Stored data entries:
use repkeeper::cli::commands::{
    AddNoteArgs, AppArg, CliArgs, Commands, ConfigArgs, DiscrepanciesArgs, FingerprintArgs,
    PlanArgs, RunArgs, StatusArgs, VerifyArgs,
};
use repkeeper::cli::output::OutputFormatter;
use repkeeper::cli::suggest::unknown_app_message;
use repkeeper::packager::verify_archive;
use repkeeper::progress::LoggingHandler;
use repkeeper::util::logging::{self, parse_level, LoggingConfig};
use repkeeper::workflow::discover_applications;
use repkeeper::{
    plan, DiscrepancyAnalyzer, Manager, RepkeeperConfig, StorageError, Store, TreeFingerprinter,
    NAME, VERSION,
};

use anyhow::{Context, Result};
use clap::Parser;
use std::process;
use std::sync::Arc;
use tracing::{debug, error, info, warn, Level};

/// Exit code for a run that finished with per-application failures
const EXIT_PARTIAL: i32 = 2;

#[tokio::main]
async fn main() {
    let args = CliArgs::parse();
    let loaded = RepkeeperConfig::load(args.config.as_deref());
    init_logging_from_args(&args, loaded.as_ref().ok());

    debug!("{} v{} starting", NAME, VERSION);
    debug!("Arguments: {:?}", args);

    let config = match loaded.and_then(|c| c.validate().map(|_| c)) {
        Ok(config) => config,
        Err(e) => {
            error!("Configuration error: {}", e);
            process::exit(1);
        }
    };

    let exit_code = match &args.command {
        Commands::Run(run_args) => handle_run(run_args, config).await,
        Commands::Status(status_args) => report(handle_status(status_args, &config)),
        Commands::Fingerprint(fp_args) => report(handle_fingerprint(fp_args)),
        Commands::Verify(verify_args) => report(handle_verify(verify_args)),
        Commands::Discrepancies(d_args) => report(handle_discrepancies(d_args, &config)),
        Commands::AddNote(note_args) => report(handle_add_note(note_args, &config)),
        Commands::ShowNotes(app) => report(handle_show_notes(app, &config)),
        Commands::Retire(app) => report(handle_retire(app, &config, true)),
        Commands::Reinstate(app) => report(handle_retire(app, &config, false)),
        Commands::Plan(plan_args) => report(handle_plan(plan_args, &config)),
        Commands::Config(config_args) => report(handle_config(config_args, &config)),
    };

    process::exit(exit_code);
}

fn init_logging_from_args(args: &CliArgs, config: Option<&RepkeeperConfig>) {
    let level = if let Some(level_str) = &args.log_level {
        parse_level(level_str)
    } else if args.verbose {
        Level::DEBUG
    } else if args.quiet {
        Level::ERROR
    } else {
        config
            .map(|c| parse_level(&c.log_level))
            .unwrap_or(Level::INFO)
    };

    logging::init_logging(LoggingConfig::with_level(level).with_env_overrides());
}

fn report(result: Result<i32>) -> i32 {
    match result {
        Ok(code) => code,
        Err(e) => {
            error!("{:#}", e);
            1
        }
    }
}

fn open_store(config: &RepkeeperConfig) -> Result<Store> {
    Store::open(&config.database_path)
        .with_context(|| format!("Failed to open database {}", config.database_path.display()))
}

/// Turn a `NotFound` for `app` into a message with a suggestion.
fn explain_missing(err: StorageError, app: &str, store: &Store) -> anyhow::Error {
    match err {
        StorageError::NotFound(_) => {
            let names: Vec<String> = store
                .list()
                .map(|records| records.into_iter().map(|r| r.name).collect())
                .unwrap_or_default();
            anyhow::anyhow!(unknown_app_message(app, names.iter().map(String::as_str)))
        }
        other => other.into(),
    }
}

async fn handle_run(args: &RunArgs, mut config: RepkeeperConfig) -> i32 {
    if let Some(jobs) = args.jobs {
        config.jobs = jobs;
        if let Err(e) = config.validate() {
            error!("Configuration error: {}", e);
            return 1;
        }
    }

    let store = match open_store(&config) {
        Ok(store) => Arc::new(store),
        Err(e) => {
            error!("{:#}", e);
            return 1;
        }
    };

    let names = match discover_applications(&config.apps_directory) {
        Ok(names) => names,
        Err(e) => {
            error!("{}", e);
            return 1;
        }
    };
    let names = match &args.app {
        Some(app) if names.contains(app) => vec![app.clone()],
        Some(app) => {
            error!(
                "{}",
                unknown_app_message(app, names.iter().map(String::as_str))
            );
            return 1;
        }
        None => names,
    };

    info!(applications = names.len(), jobs = config.jobs, "Starting run");
    let manager = Manager::new(config, store).with_progress(Arc::new(LoggingHandler));
    let summary = match manager.run_apps(names).await {
        Ok(summary) => summary,
        Err(e) => {
            error!("Run aborted: {}", e);
            return 1;
        }
    };

    let formatter = OutputFormatter::new(args.format.into());
    match formatter.format_run(&summary) {
        Ok(output) => print!("{}", output),
        Err(e) => {
            error!("{:#}", e);
            return 1;
        }
    }

    if summary.has_failures() {
        warn!(failures = summary.failures.len(), "Some applications failed");
        EXIT_PARTIAL
    } else {
        0
    }
}

fn handle_status(args: &StatusArgs, config: &RepkeeperConfig) -> Result<i32> {
    let store = open_store(config)?;
    let records = match &args.app {
        Some(app) => match store.find(app)? {
            Some(record) => vec![record],
            None => return Err(explain_missing(StorageError::NotFound(app.clone()), app, &store)),
        },
        None if args.all => store.list()?,
        None => store.list_active()?,
    };

    let formatter = OutputFormatter::new(args.format.into());
    print!("{}", formatter.format_status(&records)?);
    Ok(0)
}

fn handle_fingerprint(args: &FingerprintArgs) -> Result<i32> {
    let scan = TreeFingerprinter::new(&args.directory)
        .fingerprint()
        .with_context(|| format!("Failed to fingerprint {}", args.directory.display()))?;

    let formatter = OutputFormatter::new(args.format.into());
    print!("{}", formatter.format_fingerprint(&scan)?);
    Ok(0)
}

fn handle_verify(args: &VerifyArgs) -> Result<i32> {
    let contents = verify_archive(&args.archive)?;

    let formatter = OutputFormatter::new(args.format.into());
    print!("{}", formatter.format_archive(&contents)?);
    Ok(0)
}

fn handle_discrepancies(args: &DiscrepanciesArgs, config: &RepkeeperConfig) -> Result<i32> {
    let store = open_store(config)?;
    let report = DiscrepancyAnalyzer::new(config, &store).analyze()?;

    let path = args
        .output
        .clone()
        .unwrap_or_else(|| config.output_directory.join("discrepancy_report.md"));
    report.write_to(&path)?;

    if report.is_empty() {
        println!("No discrepancies found.");
    } else {
        println!(
            "{} findings across {} applications",
            report.total(),
            report.applications.len()
        );
    }
    println!("Report written to {}", path.display());
    Ok(0)
}

fn handle_add_note(args: &AddNoteArgs, config: &RepkeeperConfig) -> Result<i32> {
    let store = open_store(config)?;
    let note = store
        .add_note(&args.app, &args.note)
        .map_err(|e| explain_missing(e, &args.app, &store))?;

    info!(app = %args.app, note_id = note.id, "Added note");
    println!("Added note to {}", args.app);
    Ok(0)
}

fn handle_show_notes(args: &AppArg, config: &RepkeeperConfig) -> Result<i32> {
    let store = open_store(config)?;
    let notes = store
        .notes(&args.app)
        .map_err(|e| explain_missing(e, &args.app, &store))?;

    let formatter = OutputFormatter::new(repkeeper::cli::OutputFormat::Human);
    print!("{}", formatter.format_notes(&args.app, &notes)?);
    Ok(0)
}

fn handle_retire(args: &AppArg, config: &RepkeeperConfig, retire: bool) -> Result<i32> {
    let store = open_store(config)?;
    let result = if retire {
        store.retire(&args.app)
    } else {
        store.reinstate(&args.app)
    };
    let record = result.map_err(|e| explain_missing(e, &args.app, &store))?;

    if retire {
        info!(app = %record.name, version = record.version, "Retired application");
        println!("Retired {} at v{}", record.name, record.version);
    } else {
        info!(app = %record.name, version = record.version, "Reinstated application");
        println!("Reinstated {} at v{}", record.name, record.version);
    }
    Ok(0)
}

fn handle_plan(args: &PlanArgs, config: &RepkeeperConfig) -> Result<i32> {
    let store = open_store(config)?;
    let record = match store.find(&args.app)? {
        Some(record) => record,
        None => {
            return Err(explain_missing(
                StorageError::NotFound(args.app.clone()),
                &args.app,
                &store,
            ))
        }
    };

    let version = args.version.unwrap_or(record.version);
    if version < 1 || version > record.version {
        anyhow::bail!(
            "{} has versions 1 through {}; cannot plan v{}",
            record.name,
            record.version,
            version
        );
    }

    let path = plan::emit(&record.name, version, &config.deployment_plans_directory)?;
    println!("{}", path.display());
    Ok(0)
}

fn handle_config(args: &ConfigArgs, config: &RepkeeperConfig) -> Result<i32> {
    let formatter = OutputFormatter::new(args.format.into());
    print!("{}", formatter.format_config(config)?);
    Ok(0)
}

WORK REQUEST:
Using the data above, transcribe the lines that run from the line with "report.applications.len()" to the line with "let note = store", both ends kept, and output nothing else.

TASK ANSWER:
            report.applications.len()
        );
    }
    println!("Report written to {}", path.display());
    Ok(0)
}

fn handle_add_note(args: &AddNoteArgs, config: &RepkeeperConfig) -> Result<i32> {
    let store = open_store(config)?;
    let note = store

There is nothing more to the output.